Exercise inputs –
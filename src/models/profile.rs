use chrono::NaiveDateTime;
use diesel::prelude::*;

use crate::domain::profile::{
    CompanyDetails, CompanyProfileUpdate, InfluencerDetails, InfluencerProfileUpdate,
    NewProfile as DomainNewProfile, NewProfileKind, Profile as DomainProfile, ProfileKind,
};
use crate::domain::types::{
    CategoryId, CompanyName, Email, EngagementRate, FollowerCount, FullName, ProfileId, Role,
    TypeConstraintError, WebUrl,
};

/// Diesel model representing the `profiles` table.
///
/// The table is wide: it carries the columns of both roles and the `role`
/// column decides which of them are meaningful.
#[derive(Debug, Clone, Identifiable, Queryable, Selectable)]
#[diesel(table_name = crate::schema::profiles)]
pub struct Profile {
    pub id: i32,
    pub email: String,
    pub full_name: String,
    pub role: String,
    pub avatar_url: Option<String>,
    pub bio: Option<String>,
    pub website: Option<String>,
    pub location: Option<String>,
    pub followers_count: Option<i32>,
    pub engagement_rate: Option<f64>,
    pub niche: Option<String>,
    pub instagram_url: Option<String>,
    pub youtube_url: Option<String>,
    pub tiktok_url: Option<String>,
    pub company_name: Option<String>,
    pub industry: Option<String>,
    pub company_size: Option<String>,
    pub description: Option<String>,
    pub trustpilot_url: Option<String>,
    pub created_at: NaiveDateTime,
    pub updated_at: NaiveDateTime,
}

#[derive(Debug, Insertable)]
#[diesel(table_name = crate::schema::profiles)]
pub struct NewProfile {
    pub id: i32,
    pub email: String,
    pub full_name: String,
    pub role: String,
    pub company_name: Option<String>,
    pub created_at: NaiveDateTime,
    pub updated_at: NaiveDateTime,
}

/// Columns an influencer may change. Company columns are not listed, so an
/// influencer update can never touch them.
#[derive(Debug, AsChangeset)]
#[diesel(table_name = crate::schema::profiles, treat_none_as_null = true)]
pub struct InfluencerChangeset {
    pub full_name: String,
    pub niche: Option<String>,
    pub bio: Option<String>,
    pub website: Option<String>,
    pub location: Option<String>,
    pub avatar_url: Option<String>,
    pub instagram_url: Option<String>,
    pub youtube_url: Option<String>,
    pub tiktok_url: Option<String>,
    pub followers_count: Option<i32>,
    pub engagement_rate: Option<f64>,
    pub updated_at: NaiveDateTime,
}

/// Columns a company may change.
#[derive(Debug, AsChangeset)]
#[diesel(table_name = crate::schema::profiles, treat_none_as_null = true)]
pub struct CompanyChangeset {
    pub company_name: String,
    pub description: Option<String>,
    pub website: Option<String>,
    pub trustpilot_url: Option<String>,
    pub industry: Option<String>,
    pub company_size: Option<String>,
    pub location: Option<String>,
    pub updated_at: NaiveDateTime,
}

fn parse_url(value: Option<String>) -> Result<Option<WebUrl>, TypeConstraintError> {
    value.map(WebUrl::new).transpose()
}

impl Profile {
    /// Converts the row into the domain profile, reading only the columns
    /// that belong to the stored role.
    pub fn into_domain(
        self,
        category_ids: Vec<CategoryId>,
    ) -> Result<DomainProfile, TypeConstraintError> {
        let kind = match Role::try_from(self.role.as_str())? {
            Role::Influencer => ProfileKind::Influencer(InfluencerDetails {
                followers_count: self.followers_count.map(FollowerCount::new).transpose()?,
                engagement_rate: self.engagement_rate.map(EngagementRate::new).transpose()?,
                niche: self.niche,
                category_ids,
                instagram_url: parse_url(self.instagram_url)?,
                youtube_url: parse_url(self.youtube_url)?,
                tiktok_url: parse_url(self.tiktok_url)?,
            }),
            Role::Company => ProfileKind::Company(CompanyDetails {
                company_name: CompanyName::new(
                    self.company_name
                        .unwrap_or_else(|| self.full_name.clone()),
                )?,
                industry: self.industry,
                company_size: self.company_size,
                description: self.description,
                trustpilot_url: parse_url(self.trustpilot_url)?,
            }),
        };

        Ok(DomainProfile {
            id: ProfileId::new(self.id)?,
            email: Email::new(self.email)?,
            full_name: FullName::new(self.full_name)?,
            avatar_url: parse_url(self.avatar_url)?,
            bio: self.bio,
            website: parse_url(self.website)?,
            location: self.location,
            created_at: self.created_at,
            updated_at: self.updated_at,
            kind,
        })
    }
}

impl NewProfile {
    pub fn from_domain(id: ProfileId, profile: DomainNewProfile, now: NaiveDateTime) -> Self {
        let role = profile.role().as_str().to_string();
        let company_name = match profile.kind {
            NewProfileKind::Influencer => None,
            NewProfileKind::Company { company_name } => Some(company_name.into_inner()),
        };
        Self {
            id: id.get(),
            email: profile.email.into_inner(),
            full_name: profile.full_name.into_inner(),
            role,
            company_name,
            created_at: now,
            updated_at: now,
        }
    }
}

impl InfluencerChangeset {
    pub fn new(update: &InfluencerProfileUpdate, now: NaiveDateTime) -> Self {
        Self {
            full_name: update.full_name.as_str().to_string(),
            niche: update.niche.clone(),
            bio: update.bio.clone(),
            website: update.website.as_ref().map(|u| u.as_str().to_string()),
            location: update.location.clone(),
            avatar_url: update.avatar_url.as_ref().map(|u| u.as_str().to_string()),
            instagram_url: update.instagram_url.as_ref().map(|u| u.as_str().to_string()),
            youtube_url: update.youtube_url.as_ref().map(|u| u.as_str().to_string()),
            tiktok_url: update.tiktok_url.as_ref().map(|u| u.as_str().to_string()),
            followers_count: update.followers_count.map(FollowerCount::get),
            engagement_rate: update.engagement_rate.map(EngagementRate::get),
            updated_at: now,
        }
    }
}

impl CompanyChangeset {
    pub fn new(update: &CompanyProfileUpdate, now: NaiveDateTime) -> Self {
        Self {
            company_name: update.company_name.as_str().to_string(),
            description: update.description.clone(),
            website: update.website.as_ref().map(|u| u.as_str().to_string()),
            trustpilot_url: update.trustpilot_url.as_ref().map(|u| u.as_str().to_string()),
            industry: update.industry.clone(),
            company_size: update.company_size.clone(),
            location: update.location.clone(),
            updated_at: now,
        }
    }
}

About this task –
Provide an exact reproduction of all the entries shown above.

Solution –
filename src/models/profile.rs
use chrono::NaiveDateTime;
use diesel::prelude::*;

use crate::domain::profile::{
    CompanyDetails, CompanyProfileUpdate, InfluencerDetails, InfluencerProfileUpdate,
    NewProfile as DomainNewProfile, NewProfileKind, Profile as DomainProfile, ProfileKind,
};
use crate::domain::types::{
    CategoryId, CompanyName, Email, EngagementRate, FollowerCount, FullName, ProfileId, Role,
    TypeConstraintError, WebUrl,
};

/// Diesel model representing the `profiles` table.
///
/// The table is wide: it carries the columns of both roles and the `role`
/// column decides which of them are meaningful.
#[derive(Debug, Clone, Identifiable, Queryable, Selectable)]
#[diesel(table_name = crate::schema::profiles)]
pub struct Profile {
    pub id: i32,
    pub email: String,
    pub full_name: String,
    pub role: String,
    pub avatar_url: Option<String>,
    pub bio: Option<String>,
    pub website: Option<String>,
    pub location: Option<String>,
    pub followers_count: Option<i32>,
    pub engagement_rate: Option<f64>,
    pub niche: Option<String>,
    pub instagram_url: Option<String>,
    pub youtube_url: Option<String>,
    pub tiktok_url: Option<String>,
    pub company_name: Option<String>,
    pub industry: Option<String>,
    pub company_size: Option<String>,
    pub description: Option<String>,
    pub trustpilot_url: Option<String>,
    pub created_at: NaiveDateTime,
    pub updated_at: NaiveDateTime,
}

#[derive(Debug, Insertable)]
#[diesel(table_name = crate::schema::profiles)]
pub struct NewProfile {
    pub id: i32,
    pub email: String,
    pub full_name: String,
    pub role: String,
    pub company_name: Option<String>,
    pub created_at: NaiveDateTime,
    pub updated_at: NaiveDateTime,
}

/// Columns an influencer may change. Company columns are not listed, so an
/// influencer update can never touch them.
#[derive(Debug, AsChangeset)]
#[diesel(table_name = crate::schema::profiles, treat_none_as_null = true)]
pub struct InfluencerChangeset {
    pub full_name: String,
    pub niche: Option<String>,
    pub bio: Option<String>,
    pub website: Option<String>,
    pub location: Option<String>,
    pub avatar_url: Option<String>,
    pub instagram_url: Option<String>,
    pub youtube_url: Option<String>,
    pub tiktok_url: Option<String>,
    pub followers_count: Option<i32>,
    pub engagement_rate: Option<f64>,
    pub updated_at: NaiveDateTime,
}

/// Columns a company may change.
#[derive(Debug, AsChangeset)]
#[diesel(table_name = crate::schema::profiles, treat_none_as_null = true)]
pub struct CompanyChangeset {
    pub company_name: String,
    pub description: Option<String>,
    pub website: Option<String>,
    pub trustpilot_url: Option<String>,
    pub industry: Option<String>,
    pub company_size: Option<String>,
    pub location: Option<String>,
    pub updated_at: NaiveDateTime,
}

fn parse_url(value: Option<String>) -> Result<Option<WebUrl>, TypeConstraintError> {
    value.map(WebUrl::new).transpose()
}

impl Profile {
    /// Converts the row into the domain profile, reading only the columns
    /// that belong to the stored role.
    pub fn into_domain(
        self,
        category_ids: Vec<CategoryId>,
    ) -> Result<DomainProfile, TypeConstraintError> {
        let kind = match Role::try_from(self.role.as_str())? {
            Role::Influencer => ProfileKind::Influencer(InfluencerDetails {
                followers_count: self.followers_count.map(FollowerCount::new).transpose()?,
                engagement_rate: self.engagement_rate.map(EngagementRate::new).transpose()?,
                niche: self.niche,
                category_ids,
                instagram_url: parse_url(self.instagram_url)?,
                youtube_url: parse_url(self.youtube_url)?,
                tiktok_url: parse_url(self.tiktok_url)?,
            }),
            Role::Company => ProfileKind::Company(CompanyDetails {
                company_name: CompanyName::new(
                    self.company_name
                        .unwrap_or_else(|| self.full_name.clone()),
                )?,
                industry: self.industry,
                company_size: self.company_size,
                description: self.description,
                trustpilot_url: parse_url(self.trustpilot_url)?,
            }),
        };

        Ok(DomainProfile {
            id: ProfileId::new(self.id)?,
            email: Email::new(self.email)?,
            full_name: FullName::new(self.full_name)?,
            avatar_url: parse_url(self.avatar_url)?,
            bio: self.bio,
            website: parse_url(self.website)?,
            location: self.location,
            created_at: self.created_at,
            updated_at: self.updated_at,
            kind,
        })
    }
}

impl NewProfile {
    pub fn from_domain(id: ProfileId, profile: DomainNewProfile, now: NaiveDateTime) -> Self {
        let role = profile.role().as_str().to_string();
        let company_name = match profile.kind {
            NewProfileKind::Influencer => None,
            NewProfileKind::Company { company_name } => Some(company_name.into_inner()),
        };
        Self {
            id: id.get(),
            email: profile.email.into_inner(),
            full_name: profile.full_name.into_inner(),
            role,
            company_name,
            created_at: now,
            updated_at: now,
        }
    }
}

impl InfluencerChangeset {
    pub fn new(update: &InfluencerProfileUpdate, now: NaiveDateTime) -> Self {
        Self {
            full_name: update.full_name.as_str().to_string(),
            niche: update.niche.clone(),
            bio: update.bio.clone(),
            website: update.website.as_ref().map(|u| u.as_str().to_string()),
            location: update.location.clone(),
            avatar_url: update.avatar_url.as_ref().map(|u| u.as_str().to_string()),
            instagram_url: update.instagram_url.as_ref().map(|u| u.as_str().to_string()),
            youtube_url: update.youtube_url.as_ref().map(|u| u.as_str().to_string()),
            tiktok_url: update.tiktok_url.as_ref().map(|u| u.as_str().to_string()),
            followers_count: update.followers_count.map(FollowerCount::get),
            engagement_rate: update.engagement_rate.map(EngagementRate::get),
            updated_at: now,
        }
    }
}

impl CompanyChangeset {
    pub fn new(update: &CompanyProfileUpdate, now: NaiveDateTime) -> Self {
        Self {
            company_name: update.company_name.as_str().to_string(),
            description: update.description.clone(),
            website: update.website.as_ref().map(|u| u.as_str().to_string()),
            trustpilot_url: update.trustpilot_url.as_ref().map(|u| u.as_str().to_string()),
            industry: update.industry.clone(),
            company_size: update.company_size.clone(),
            location: update.location.clone(),
            updated_at: now,
        }
    }
}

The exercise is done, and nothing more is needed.